Please come to the Publication Fair this Sunday, 11am-6pm at The Cleaners at the Ace Hotel (SW Stark between 10th + 11th).  See the best in books, magazines, and printed matter from your favorite PDX printers, publishers, and publication vendors. Enjoy popcorn balls and hot cider. Take part in free public info sessions about the ins & outs of future publication. Buy great books!  

Among the participants:

Ace Hotel / Ampersand / Container Corps / Cooley Gallery / Dill Pickle Club / EM-SPACE / fourteen30 Contemporary / Hawthorne Books / IPRC / Mark Searcy / Marriage Publishing House / Publication Studio / Octopus Books / Official Manufacturing Co. / Ooligan Press / Peaches + Bats / PICA / Pinball Publishing / Reading Frenzy / Red 76 / Stand Up Comedy

For more information visit: http://www.publicationstudio.biz/events/

Friday, December 11, 2009

marathon reading of THE CRYSTAL TEXT, 12/19/09

[poster by Sam Lohmann and James Yeary]

Saturday, December 19
from noon till quits (around 5?)
Spare Room presents
a marathon reading of Clark Coolidge's book-length poem

The Crystal Text

at The Waypost
3120 N. Williams Ave.

free--come or go at will

The readers will be: David Abel, Meredith Blankinship, Joseph Bradshaw, Jen Burris, Allison Cobb, Jen Coleman, Endi Hartigan, Patrick Hartigan, Rodney Koeneke, Maryrose Larkin, Sam Lohmann, Jesse Morse, Mark Owens, and James Yeary.

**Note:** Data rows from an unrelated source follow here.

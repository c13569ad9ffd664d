//! HTTP server setup and configuration.
//!
//! # Responsibilities
//! - Create Axum Router with the repository handlers and the docs routes
//! - Wire up middleware (tracing, request ID, timeout, metrics)
//! - Bind server to listener

use axum::{middleware, routing::get, Router};
use std::sync::Arc;
use std::time::Duration;
use tokio::net::TcpListener;
use tower_http::{
    request_id::{PropagateRequestIdLayer, SetRequestIdLayer},
    timeout::TimeoutLayer,
    trace::TraceLayer,
};

use crate::config::ApiConfig;
use crate::docs;
use crate::http::handlers::{get_repository, list_repositories};
use crate::http::request::{UuidRequestId, X_REQUEST_ID};
use crate::observability::metrics;
use crate::store::RepositoryStore;

/// Application state injected into handlers.
#[derive(Clone)]
pub struct AppState {
    pub store: Arc<RepositoryStore>,
}

/// HTTP server for the repository API.
pub struct HttpServer {
    router: Router,
}

impl HttpServer {
    /// Create a new HTTP server over the seeded store.
    pub fn new(config: ApiConfig) -> Self {
        Self::with_store(config, RepositoryStore::seeded())
    }

    /// Create a new HTTP server over the given store.
    pub fn with_store(config: ApiConfig, store: RepositoryStore) -> Self {
        tracing::debug!(records = store.len(), "Repository store ready");

        let state = AppState {
            store: Arc::new(store),
        };

        let router = Self::build_router(&config, state);
        Self { router }
    }

    /// Build the Axum router with all middleware layers.
    ///
    /// Repository routes also answer with a trailing slash.
    #[allow(deprecated)]
    fn build_router(config: &ApiConfig, state: AppState) -> Router {
        let openapi = docs::build_openapi(config);

        Router::new()
            .route("/repositories", get(list_repositories))
            .route("/repositories/", get(list_repositories))
            .route("/repositories/{id}", get(get_repository))
            .route("/repositories/{id}/", get(get_repository))
            .route_layer(middleware::from_fn(metrics::track_requests))
            .with_state(state)
            .merge(docs::swagger_ui(&config.docs, openapi))
            .layer(TimeoutLayer::new(Duration::from_secs(config.timeouts.request_secs)))
            .layer(PropagateRequestIdLayer::new(X_REQUEST_ID))
            .layer(TraceLayer::new_for_http())
            .layer(SetRequestIdLayer::new(X_REQUEST_ID, UuidRequestId))
    }

    /// Run the server, accepting connections on the given listener.
    ///
    /// Serves until the process is terminated.
    pub async fn run(self, listener: TcpListener) -> Result<(), std::io::Error> {
        let addr = listener.local_addr()?;
        tracing::info!(
            address = %addr,
            "HTTP server starting"
        );

        axum::serve(listener, self.router).await?;

        tracing::info!("HTTP server stopped");
        Ok(())
    }

    /// Get a clone of the router, for in-process dispatch.
    pub fn router(&self) -> Router {
        self.router.clone()
    }
}
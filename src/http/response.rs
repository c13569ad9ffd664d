//! Response mapping for request-level errors.
//!
//! # Design Decisions
//! - Not-found is the only request-level error; it is fully handled here
//! - Body is plain text, not JSON

use axum::{
    http::StatusCode,
    response::{IntoResponse, Response},
};
use thiserror::Error;

/// Errors surfaced to API callers.
#[derive(Debug, Clone, Copy, PartialEq, Eq, Error)]
pub enum ApiError {
    #[error("Repository not found")]
    RepositoryNotFound,
}

impl ApiError {
    pub fn status(&self) -> StatusCode {
        match self {
            ApiError::RepositoryNotFound => StatusCode::NOT_FOUND,
        }
    }
}

impl IntoResponse for ApiError {
    fn into_response(self) -> Response {
        (self.status(), self.to_string()).into_response()
    }
}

Is this the only way I can now speak, arms
on a board to a dumb stone? The silence
of written words is perhaps correct for this
connection. An off-note to think of oneself
shouting against wall of crystal. Better to breathe
on it, dampening and misting its striations. Best
to be writing (whatever?) here in this book
in its presence. The window glass is but a 
gross imitation of the crystal, as speech is of poetry.
As a closed book is the strength of a hand
brought to a perfection. Poetry is the closed voice?